The touch screen 224 may display data used by the electronic device 220, the processing result data of the electronic device 220, and the like. Further, the touch screen 224 may receive input of data by direct or indirect touch of the stylus pen 210. In this case, the touch screen 224 may be implemented as the electromagnetic resonance type.
The input interface 225 may receive input of various operation signals from a user. In one embodiment, the input interface 225 may include a keypad, a dome switch, a jog wheel, a jog switch, a hardware (H/W) button, and the like.
The audio output interface 226 may perform bidirectional conversion between voice and electric signals. In one embodiment, the audio output interface 226 may process voice information input or output through a speaker, a receiver, an earphone, a microphone, and the like, which are included in the audio output interface 226.
The camera 227 may capture still and/or moving images. In one embodiment, the camera 227 may include one or more image sensors (e.g., a front sensor or a rear sensor), a lens, an image signal processor (ISP), a flash (e.g., an LED, a xenon lamp, etc.), and the like.
The battery 228 may supply power for operation of the electronic device 220. The battery 228 may include a rechargeable battery and/or a solar battery.
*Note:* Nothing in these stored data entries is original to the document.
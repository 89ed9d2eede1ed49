//! Normalized relative paths used as resource identity.
//!
//! Serializes as a plain string.

use serde::{Deserialize, Serialize};
use std::fmt;
use std::ops::Deref;
use std::path::{Component, Path, PathBuf};
use thiserror::Error;

#[derive(Debug, Error, PartialEq, Eq)]
pub enum PathError {
    #[error("resource path must not be empty")]
    Empty,
    #[error("resource path '{0}' escapes the package root")]
    ParentTraversal(String),
    #[error("resource path '{0}' is not valid UTF-8")]
    NonUtf8(String),
    #[error("resource path '{0}' has an unsupported component")]
    Unsupported(String),
}

/// A forward-slash separated path relative to the package root.
///
/// Never empty, never absolute, never contains `.` or `..` components, so two
/// entries coming from different physical locations compare equal exactly when
/// they land on the same file in the working tree.
#[derive(Debug, Clone, PartialEq, Eq, PartialOrd, Ord, Hash, Serialize, Deserialize)]
#[serde(try_from = "String", into = "String")]
pub struct ResourcePath(String);

impl ResourcePath {
    /// Normalize a slash- or backslash-separated path string.
    pub fn parse(raw: &str) -> Result<Self, PathError> {
        let mut parts: Vec<&str> = Vec::new();
        for part in raw.split(['/', '\\']) {
            match part {
                "" | "." => {}
                ".." => return Err(PathError::ParentTraversal(raw.to_owned())),
                p => parts.push(p),
            }
        }
        if parts.is_empty() {
            return Err(PathError::Empty);
        }
        Ok(Self(parts.join("/")))
    }

    /// Build from a filesystem path that is already relative to some root.
    pub fn from_relative(path: &Path) -> Result<Self, PathError> {
        let shown = path.display().to_string();
        let mut parts = Vec::new();
        for component in path.components() {
            match component {
                Component::Normal(s) => {
                    let s = s.to_str().ok_or_else(|| PathError::NonUtf8(shown.clone()))?;
                    parts.push(s);
                }
                Component::CurDir => {}
                Component::ParentDir => return Err(PathError::ParentTraversal(shown)),
                Component::RootDir | Component::Prefix(_) => {
                    return Err(PathError::Unsupported(shown));
                }
            }
        }
        if parts.is_empty() {
            return Err(PathError::Empty);
        }
        Ok(Self(parts.join("/")))
    }

    /// Derive a key by stripping everything up to and including the first
    /// `marker` directory in `location`. Deeper directories with the same name
    /// stay part of the key.
    ///
    /// Returns `None` when `location` does not contain the marker directory.
    /// `strip_marker("jar!/skipper/templates/app.yml", "skipper")` yields
    /// `templates/app.yml`.
    pub fn strip_marker(location: &str, marker: &str) -> Option<Result<Self, PathError>> {
        let normalized = location.replace('\\', "/");
        let needle = format!("/{marker}/");
        let rest = if let Some(rest) = normalized.strip_prefix(&needle[1..]) {
            rest
        } else {
            let idx = normalized.find(&needle)?;
            &normalized[idx + needle.len()..]
        };
        Some(Self::parse(rest))
    }

    pub fn as_str(&self) -> &str {
        &self.0
    }

    /// Final component, e.g. `app.yml` for `templates/app.yml`.
    pub fn file_name(&self) -> &str {
        self.0.rsplit('/').next().unwrap_or(&self.0)
    }

    /// Resolve against a root directory using platform separators.
    pub fn to_path(&self, root: &Path) -> PathBuf {
        let mut out = root.to_path_buf();
        for part in self.0.split('/') {
            out.push(part);
        }
        out
    }
}

impl Deref for ResourcePath {
    type Target = str;
    fn deref(&self) -> &str {
        &self.0
    }
}

impl fmt::Display for ResourcePath {
    fn fmt(&self, f: &mut fmt::Formatter<'_>) -> fmt::Result {
        f.write_str(&self.0)
    }
}

impl AsRef<str> for ResourcePath {
    fn as_ref(&self) -> &str {
        &self.0
    }
}

impl PartialEq<str> for ResourcePath {
    fn eq(&self, other: &str) -> bool {
        self.0 == other
    }
}

impl PartialEq<&str> for ResourcePath {
    fn eq(&self, other: &&str) -> bool {
        self.0 == *other
    }
}

impl TryFrom<String> for ResourcePath {
    type Error = PathError;
    fn try_from(s: String) -> Result<Self, Self::Error> {
        Self::parse(&s)
    }
}

impl From<ResourcePath> for String {
    fn from(p: ResourcePath) -> Self {
        p.0
    }
}

#[cfg(test)]
mod tests {
    use super::*;

    #[test]
    fn parse_normalizes_separators_and_dots() {
        let p = ResourcePath::parse("/templates//./app.yml").unwrap();
        assert_eq!(p, "templates/app.yml");
        let p = ResourcePath::parse("templates\\app.yml").unwrap();
        assert_eq!(p, "templates/app.yml");
    }

    #[test]
    fn parse_rejects_empty() {
        assert_eq!(ResourcePath::parse(""), Err(PathError::Empty));
        assert_eq!(ResourcePath::parse("/./"), Err(PathError::Empty));
    }

    #[test]
    fn parse_rejects_parent_traversal() {
        assert!(matches!(
            ResourcePath::parse("../etc/passwd"),
            Err(PathError::ParentTraversal(_))
        ));
        assert!(matches!(
            ResourcePath::parse("a/../../b"),
            Err(PathError::ParentTraversal(_))
        ));
    }

    #[test]
    fn from_relative_joins_components() {
        let p = ResourcePath::from_relative(Path::new("templates/app.yml")).unwrap();
        assert_eq!(p.as_str(), "templates/app.yml");
    }

    #[test]
    fn from_relative_rejects_absolute() {
        assert!(matches!(
            ResourcePath::from_relative(Path::new("/abs/file")),
            Err(PathError::Unsupported(_))
        ));
    }

    #[test]
    fn strip_marker_uses_first_occurrence() {
        let p = ResourcePath::strip_marker("/work/skipper/x/skipper/values.yml", "skipper")
            .unwrap()
            .unwrap();
        assert_eq!(p, "x/skipper/values.yml");
    }

    #[test]
    fn strip_marker_keeps_nested_marker_directory() {
        let p = ResourcePath::strip_marker("skipper/templates/skipper/app.yml", "skipper")
            .unwrap()
            .unwrap();
        assert_eq!(p, "templates/skipper/app.yml");
    }

    #[test]
    fn strip_marker_accepts_leading_marker() {
        let p = ResourcePath::strip_marker("skipper/templates/app.yml", "skipper")
            .unwrap()
            .unwrap();
        assert_eq!(p, "templates/app.yml");
    }

    #[test]
    fn strip_marker_without_marker_is_none() {
        assert!(ResourcePath::strip_marker("other/values.yml", "skipper").is_none());
    }

    #[test]
    fn strip_marker_directory_only_is_empty() {
        assert_eq!(
            ResourcePath::strip_marker("jar!/skipper/", "skipper").unwrap(),
            Err(PathError::Empty)
        );
    }

    #[test]
    fn file_name_and_to_path() {
        let p = ResourcePath::parse("templates/app.yml").unwrap();
        assert_eq!(p.file_name(), "app.yml");
        assert_eq!(
            p.to_path(Path::new("/tmp/pkg")),
            PathBuf::from("/tmp/pkg/templates/app.yml")
        );
    }

    #[test]
    fn serde_roundtrip_validates() {
        let p = ResourcePath::parse("a/b.txt").unwrap();
        let json = serde_json::to_string(&p).unwrap();
        assert_eq!(json, "\"a/b.txt\"");
        let back: ResourcePath = serde_json::from_str(&json).unwrap();
        assert_eq!(back, p);
        assert!(serde_json::from_str::<ResourcePath>("\"../x\"").is_err());
    }

    #[test]
    fn ordering_is_lexicographic() {
        let mut v = vec![
            ResourcePath::parse("b.txt").unwrap(),
            ResourcePath::parse("a.txt").unwrap(),
            ResourcePath::parse("a/z.txt").unwrap(),
        ];
        v.sort();
        let names: Vec<&str> = v.iter().map(ResourcePath::as_str).collect();
        assert_eq!(names, vec!["a.txt", "a/z.txt", "b.txt"]);
    }
}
The power manager 229 may manage power of the electronic device 220. In one embodiment, the power manager 229 may include a power management integrated circuit (PMIC), a charger Integrated Circuit (IC), or a battery gauge. In the PMIC, a charging method may include a wired charging method and/or a wireless charging method. The wireless charging method may include a magnetic resonance type, a magnetic induction type, an electromagnetic wave type, or the like, in which the power manager 229 may further include an additional circuit, e.g., a coil loop, a resonance circuit, a rectifier, and the like. The battery gauge may measure a remaining capacity of a battery, a voltage, a current, or a temperature during charging of the battery.
The sensor 230 may measure a physical quantity or may sense an operating state of the electronic device 220, and may convert the measured or sensed information into an electric signal. The sensor 230 may include any one or any combination of a gesture sensor 230 a, a face recognition sensor 230 b, a gyro sensor 230 c, a barometric pressure sensor 230 d, an illuminance sensor 230 e, an iris recognition sensor 230 f, an acceleration sensor 230 g, a grip sensor 230 h, and an ultraviolet (UV) sensor 230 i. However, the sensor 230 is not limited thereto, and may include an E-nose sensor, an electromyogram (EMG) sensor, an electroencephalogram (EEG) sensor, a photoplethysmogram (PPG) sensor, an electrocardiogram (ECG) sensor, an infrared (IR) sensor, a fingerprint sensor, and the like.
The sensor 230 may further include a control circuit to control at least one sensor included therein. In one embodiment, the electronic device 220 may further include a processor, which is configured to control the sensor 230, as part of the processor 231 or as a separate part, such that the electronic device 220 may control the sensor 230 while the processor 231 is in a sleep state.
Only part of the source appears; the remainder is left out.